Massive stars and their winds have a large influence in their environment, e.g, determining the accretion rate on to the Galactic Centre (GC) super-massive black hole Sgr A*. The winds of those stars collide and are accreted, at a rate that depends on their chemical composition. Here we aim to revisit the evolutionary status of the evolved massive stars at the GC, by means of new tracks based on updated mass-loss rate recipes for the earlier stages of massive stars. We use the Geneva-evolution-code for initial stellar masses ranging from 20 to 60 $M_\odot$, for metallicity $Z=0.020$. We adopt a new mass-loss rate recipe for the line-driven winds of O-type stars and B-supergiants, plus a new recipe for the dust-driven winds of red supergiants (RSG). Additionally, we set up initial rotation $\Omega/\Omega_\text{crit}=0.4$, and we adopt the Ledoux criterion for the treatment of convection in inner layers.
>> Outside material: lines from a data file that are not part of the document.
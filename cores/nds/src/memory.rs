// Unless otherwise noted, this file is released and thus subject to the
// terms of the Mozilla Public License Version 2.0 (MPL2). Also, it is
// "Incompatible With Secondary Licenses", as defined by the MPL2.
// If a copy of the MPL2 was not distributed with this file, you can
// obtain one at https://mozilla.org/MPL/2.0/.

//! The per-CPU memory buses. Accesses are decoded by region; backing
//! stores wrap inside their (power of two sized) arrays. Reads from
//! unmapped space observe the open bus, which on this system is the
//! last opcode the reading CPU prefetched.

use arm_core::{interface::RwType, Address};
use common::numutil::{ByteArrayExt, NumExt};

use crate::{cpu::cp15::TcmState, Nds7, Nds9};

pub const KB: usize = 1024;
pub const MB: usize = KB * KB;

/// Owner layout of the two 16K halves of shared WRAM.
#[repr(u8)]
#[derive(Copy, Clone, PartialEq, Eq)]
#[cfg_attr(feature = "serde", derive(serde::Deserialize, serde::Serialize))]
pub enum WramStatus {
    All9 = 0,
    First7 = 1,
    First9 = 2,
    All7 = 3,
}

#[cfg_attr(feature = "serde", derive(serde::Deserialize, serde::Serialize))]
pub struct Memory {
    pub psram: Box<[u8]>,
    wram: Box<[u8]>,
    pub wram_status: WramStatus,

    pub bios7: Box<[u8]>,
    pub bios9: Box<[u8]>,
    /// Direct boot leaves the boot ROM windows unmapped.
    pub bios_inert: bool,

    wram7: Box<[u8]>,
    pub(crate) inst_tcm: Box<[u8]>,
    pub(crate) data_tcm: Box<[u8]>,

    vram: Box<[u8]>,
    palette: Box<[u8]>,
    oam: Box<[u8]>,

    pub postflg: [u8; 2],
}

impl Nds7 {
    pub fn get<T: RwType>(&mut self, addr_unaligned: Address) -> T {
        let addr = addr_unaligned.0 & !(T::WIDTH - 1);
        let a = addr.us();
        match addr >> 24 {
            0x00 if addr < 0x4000 && !self.memory.bios_inert => self.memory.bios7.get_wrap(a),
            0x02 => self.memory.psram.get_wrap(a),
            0x03 if addr >= 0x0380_0000 => self.memory.wram7.get_wrap(a),
            0x03 => match self.memory.wram_status {
                WramStatus::All7 => self.memory.wram.get_wrap(a),
                WramStatus::First9 => self.memory.wram[(16 * KB)..].get_wrap(a),
                WramStatus::First7 => self.memory.wram[..(16 * KB)].get_wrap(a),
                // With no shared block, the ARM7 sees its own WRAM here
                WramStatus::All9 => self.memory.wram7.get_wrap(a),
            },
            0x04 => self.get_mmio(addr),
            0x06 => self.memory.vram.get_wrap(a),
            _ => T::from_u32(self.cpu7.fetched_opcode()),
        }
    }

    pub fn set<T: RwType>(&mut self, addr_unaligned: Address, value: T) {
        let addr = addr_unaligned.0 & !(T::WIDTH - 1);
        let a = addr.us();
        match addr >> 24 {
            0x02 => self.memory.psram.set_wrap(a, value),
            0x03 if addr >= 0x0380_0000 => self.memory.wram7.set_wrap(a, value),
            0x03 => match self.memory.wram_status {
                WramStatus::All7 => self.memory.wram.set_wrap(a, value),
                WramStatus::First9 => self.memory.wram[(16 * KB)..].set_wrap(a, value),
                WramStatus::First7 => self.memory.wram[..(16 * KB)].set_wrap(a, value),
                WramStatus::All9 => self.memory.wram7.set_wrap(a, value),
            },
            0x04 => self.set_mmio(addr, value),
            0x06 => self.memory.vram.set_wrap(a, value),
            _ => (),
        }
    }
}

impl Nds9 {
    pub fn get<T: RwType>(&mut self, addr_unaligned: Address) -> T {
        let addr = addr_unaligned.0 & !(T::WIDTH - 1);
        let a = addr.us();

        if self.cp15.tcm_state[1] == TcmState::Rw && self.cp15.tcm_range[1].contains(&addr) {
            return self.memory.inst_tcm.get_wrap(a);
        }
        if self.cp15.tcm_state[0] == TcmState::Rw && self.cp15.tcm_range[0].contains(&addr) {
            return self.memory.data_tcm.get_wrap(a);
        }

        match addr >> 24 {
            0x02 => self.memory.psram.get_wrap(a),
            0x03 => match self.memory.wram_status {
                WramStatus::All9 => self.memory.wram.get_wrap(a),
                WramStatus::First7 => self.memory.wram[(16 * KB)..].get_wrap(a),
                WramStatus::First9 => self.memory.wram[..(16 * KB)].get_wrap(a),
                WramStatus::All7 => T::from_u32(0),
            },
            0x04 => self.get_mmio(addr),
            0x05 => self.memory.palette.get_wrap(a),
            0x06 => self.memory.vram.get_wrap(a),
            0x07 => self.memory.oam.get_wrap(a),
            0xFF if addr >= 0xFFFF_0000 && !self.memory.bios_inert => {
                self.memory.bios9.get_wrap(a)
            }
            _ => T::from_u32(self.cpu9.fetched_opcode()),
        }
    }

    pub fn set<T: RwType>(&mut self, addr_unaligned: Address, value: T) {
        let addr = addr_unaligned.0 & !(T::WIDTH - 1);
        let a = addr.us();

        if self.cp15.tcm_state[1] != TcmState::None && self.cp15.tcm_range[1].contains(&addr) {
            self.memory.inst_tcm.set_wrap(a, value);
            return;
        }
        if self.cp15.tcm_state[0] != TcmState::None && self.cp15.tcm_range[0].contains(&addr) {
            self.memory.data_tcm.set_wrap(a, value);
            return;
        }

        match addr >> 24 {
            0x02 => self.memory.psram.set_wrap(a, value),
            0x03 => match self.memory.wram_status {
                WramStatus::All9 => self.memory.wram.set_wrap(a, value),
                WramStatus::First7 => self.memory.wram[(16 * KB)..].set_wrap(a, value),
                WramStatus::First9 => self.memory.wram[..(16 * KB)].set_wrap(a, value),
                WramStatus::All7 => (),
            },
            0x04 => self.set_mmio(addr, value),
            0x05 => self.memory.palette.set_wrap(a, value),
            0x06 => self.memory.vram.set_wrap(a, value),
            0x07 => self.memory.oam.set_wrap(a, value),
            _ => (),
        }
    }
}

impl Default for Memory {
    fn default() -> Self {
        Self {
            psram: vec![0; 4 * MB].into_boxed_slice(),
            wram: vec![0; 32 * KB].into_boxed_slice(),
            wram_status: WramStatus::All9,
            bios7: vec![0; 16 * KB].into_boxed_slice(),
            bios9: vec![0; 8 * KB].into_boxed_slice(),
            bios_inert: false,

            wram7: vec![0; 64 * KB].into_boxed_slice(),
            inst_tcm: vec![0; 32 * KB].into_boxed_slice(),
            data_tcm: vec![0; 16 * KB].into_boxed_slice(),

            vram: vec![0; MB].into_boxed_slice(),
            palette: vec![0; 2 * KB].into_boxed_slice(),
            oam: vec![0; 2 * KB].into_boxed_slice(),

            postflg: [0; 2],
        }
    }
}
We found that evolution models adopting new mass-loss rate prescriptions predict that stars will lose less of their outer layers during their initial phases, while a big reduction of mass happens at the RSG phase. As a consequence, the resulting Wolf-Rayet (WR) stars are less radially homogeneous in their inner structure from the core to the surface. Also, these new evolution models predict the absence of hydrogen-free WN stars. These evolutionary predictions agree better with the observed chemical abundances of the WR stars at the GC. We provide a table with the chemical H, He, and CNO abundances calculated for the different subtypes of WR stars. We propose a different re-arrangement of the WR subtypes to be used for the modelling of the collision of their winds. We discuss the potential implications of these changes for the colliding winds generated from the massive stars at the GC, which are accreting onto the supermassive black hole Sgr A*.